Um Punkt 9 sind wir im Pass. Uns läuft immer noch 3 kn Strom entgegen, mit dem Wind. Aber Kabbelwasser gibt es trotzdem, und zwar etwa 200 bis 300 Meter vor dem Pass. Die starken Strömungen erkennt man auch an den patches aus poolartig glattem Wasser. In diesen Strudeln muss man permanent am Steuer drehen, um auf Kurs zu bleiben, weil dem Boot sonst Richtungsänderungen durch die Strömung aufgezwungen werden. Mit etwas über 4 kn Fahrt durchs Wasser bewegen wir uns nur mit 1 Kn über Grund vorwärts. Der Pass Arikitamiro ist etwa 300 m breit. Die Sonne scheint und es ist wunderschön. Ein paar Minuten später sind wir in der Lagune, wo noch etwa 7 Meilen Strecke vor uns liegen. Hier gibt es keinen Schwell mehr, aber das Atoll ist so groß, dass man die Inseln (Motus) auf der anderen Seite gar nicht sehen kann. Ein Teil der Lagune ist kartographiert, aber für eine große Fläche gibt es keine navigatorischen Angaben. Die Wassertiefe ist im Mittel 30 Meter, aber es kann sein, dass in diesem tiefen Wasser schlagartig Korallenstöcke bis dicht unter die Wasseroberfläche wachsen. Christine steht deshalb am Bug und behält die Wasseroberfläche im Auge, während ich mich auf unser vorausschauendes Echolot konzentriere. Außerdem fahren wir mit reduzierter Geschwindigkeit. Im Südostteil des Atolls liegen 5 Boote vor Anker. Obwohl man hier leicht 1 Meile oder weiter entfernt von allen anderen ankern könnte, fahren wir zu der kleinen Gruppe und ankern um halb Zwölf auf 10 m Wassertiefe. Wir haben es mittlerweile schätzen gelernt, mit anderen Seglern in Kontakt zu kommen und das geht besser, wenn man in der Nähe ist. Allerdings ist diese Ankerfläche so riesig, dass mindestens 200 Meter Platz zwischen den einzelnen Ankerliegern bleibt. Schon bald kommen die ersten Nachbarn von der Mini Bee, um uns willkommen zu heißen.

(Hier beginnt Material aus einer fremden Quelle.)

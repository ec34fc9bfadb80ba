use axum::extract::State;
use axum::extract::rejection::JsonRejection;
use axum::http::StatusCode;
use axum::{Json, Router, middleware, response::IntoResponse, routing::post};

use crate::model::ResourceType;
use crate::model::entity::User;
use crate::web::dto::users::{UserMappingResponse, UsersQuery};
use crate::web::error::ErrorResponse;
use crate::web::{AppState, WebError, WebResult, middlewares};

pub fn routes<S>(state: AppState) -> Router<S> {
    Router::new()
        .route("/", post(users_query_handler))
        .layer(middleware::from_fn(middlewares::require_token_fn))
        .with_state(state)
}

// TODO: validate against a production dump; unknown users are currently
// skipped rather than reported.
#[utoipa::path(
    post,
    path = "/api/v1/users/",
    description = "Map the given user IDs to their external-system identifiers",
    request_body = UsersQuery,
    responses(
        (status = 200, description = "One mapping per known user, in input order", body = Vec<UserMappingResponse>),
        (status = 400, description = "Request body does not match the declared shape", body = ErrorResponse),
        (status = 401, description = "Missing or invalid service token", body = ErrorResponse),
        (status = 500, description = "Internal server error", body = ErrorResponse),
    ),
    security(
        ("bearer" = [])
    ),
    tag = "users"
)]
pub async fn users_query_handler(
    State(state): State<AppState>,
    payload: Result<Json<UsersQuery>, JsonRejection>,
) -> WebResult<impl IntoResponse> {
    let Json(query) = payload.map_err(WebError::schema_violation)?;
    let mm = state.pool();

    let mut out: Vec<UserMappingResponse> = Vec::new();
    for user_id in &query.userids {
        let user = User::find_by_id(mm, *user_id)
            .await
            .map_err(|e| WebError::resource_fetch_error(ResourceType::User, e))?;
        if let Some(user) = user {
            out.push(UserMappingResponse::from(user));
        }
    }

    Ok((StatusCode::OK, Json(out)))
}
use crate::model::{ModelManager, error::DatabaseResult};
use serde::{Deserialize, Serialize};
use sqlx::prelude::FromRow;

#[derive(Debug, Serialize, Deserialize, FromRow, utoipa::ToSchema)]
pub struct Attempt {
    id: i64,
    quiz_id: i64,
    user_id: i64,
    time_start: i64,
    time_finish: i64,
}

impl Attempt {
    pub fn id(&self) -> i64 {
        self.id
    }

    pub fn quiz_id(&self) -> i64 {
        self.quiz_id
    }

    pub fn user_id(&self) -> i64 {
        self.user_id
    }

    pub fn time_start(&self) -> i64 {
        self.time_start
    }

    pub fn time_finish(&self) -> i64 {
        self.time_finish
    }
}

impl Attempt {
    pub async fn all_by_quiz(mm: &ModelManager, quiz_id: i64) -> DatabaseResult<Vec<Self>> {
        let result = sqlx::query_as(
            r#"
            SELECT id, quiz_id, user_id, time_start, time_finish
            FROM quiz_attempts
            WHERE quiz_id = $1
            ORDER BY id
            "#,
        )
        .bind(quiz_id)
        .fetch_all(mm.executor())
        .await?;
        Ok(result)
    }
}

// Utils

#[derive(Debug, Serialize, Deserialize, FromRow)]
pub struct AttemptAnswerRow {
    pub attempt_id: i64,
    pub question_id: i64,
    pub slot: i32,
    pub mark: f64,
    pub answer: String,
}

impl AttemptAnswerRow {
    pub async fn all_by_attempts(
        mm: &ModelManager,
        attempt_ids: &[i64],
    ) -> DatabaseResult<Vec<Self>> {
        let result = sqlx::query_as(
            r#"
            SELECT attempt_id, question_id, slot, mark, answer
            FROM attempt_answers
            WHERE attempt_id = ANY($1)
            ORDER BY attempt_id, slot
            "#,
        )
        .bind(attempt_ids)
        .fetch_all(mm.executor())
        .await?;
        Ok(result)
    }
}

Man kann bei 10 Metern Wassertiefe noch den Grund sehen. Allerdings ist es schwierig, in flacherem Wasser einen Spot zu finden, der frei von Korallenblöcken ist. Wir versuchen es, aber als wir 40 m Kette draußen haben, liegen wir mit dem Heck dennoch relativ nah vor einem Korallenstock, der bis dicht unter die Wasseroberfläche reicht. Da es über Mittag regnet, halten wir nach dem Einlaufbier und einem kleinen Snack erst einmal einen Schönheitsschlaf und verlegen nach einem Wieder-Wach-Werden-Kaffee um halb Vier unseren Ankerplatz 500 Meter weiter. Nun sind wir frei von unmittelbaren Gefahren, aber beim Antauchen des Ankers stelle ich fest, dass unsere Kette in 12 m Tiefe dicht an einem stabilen, etwa 2 Meter vom Boden aufragenden Korallenblock vorbeiläuft. Wahrscheinlich lässt sich das einfach nicht vermeiden, denn diese Brocken wachsen hier alle 20 oder 30 Meter. Ein Problem kann dann entstehen, wenn sich die Kette bei einer Winddrehung um den Block legt und nicht wieder frei zu bekommen ist. Nun, hoffen wir, dass das nicht passiert.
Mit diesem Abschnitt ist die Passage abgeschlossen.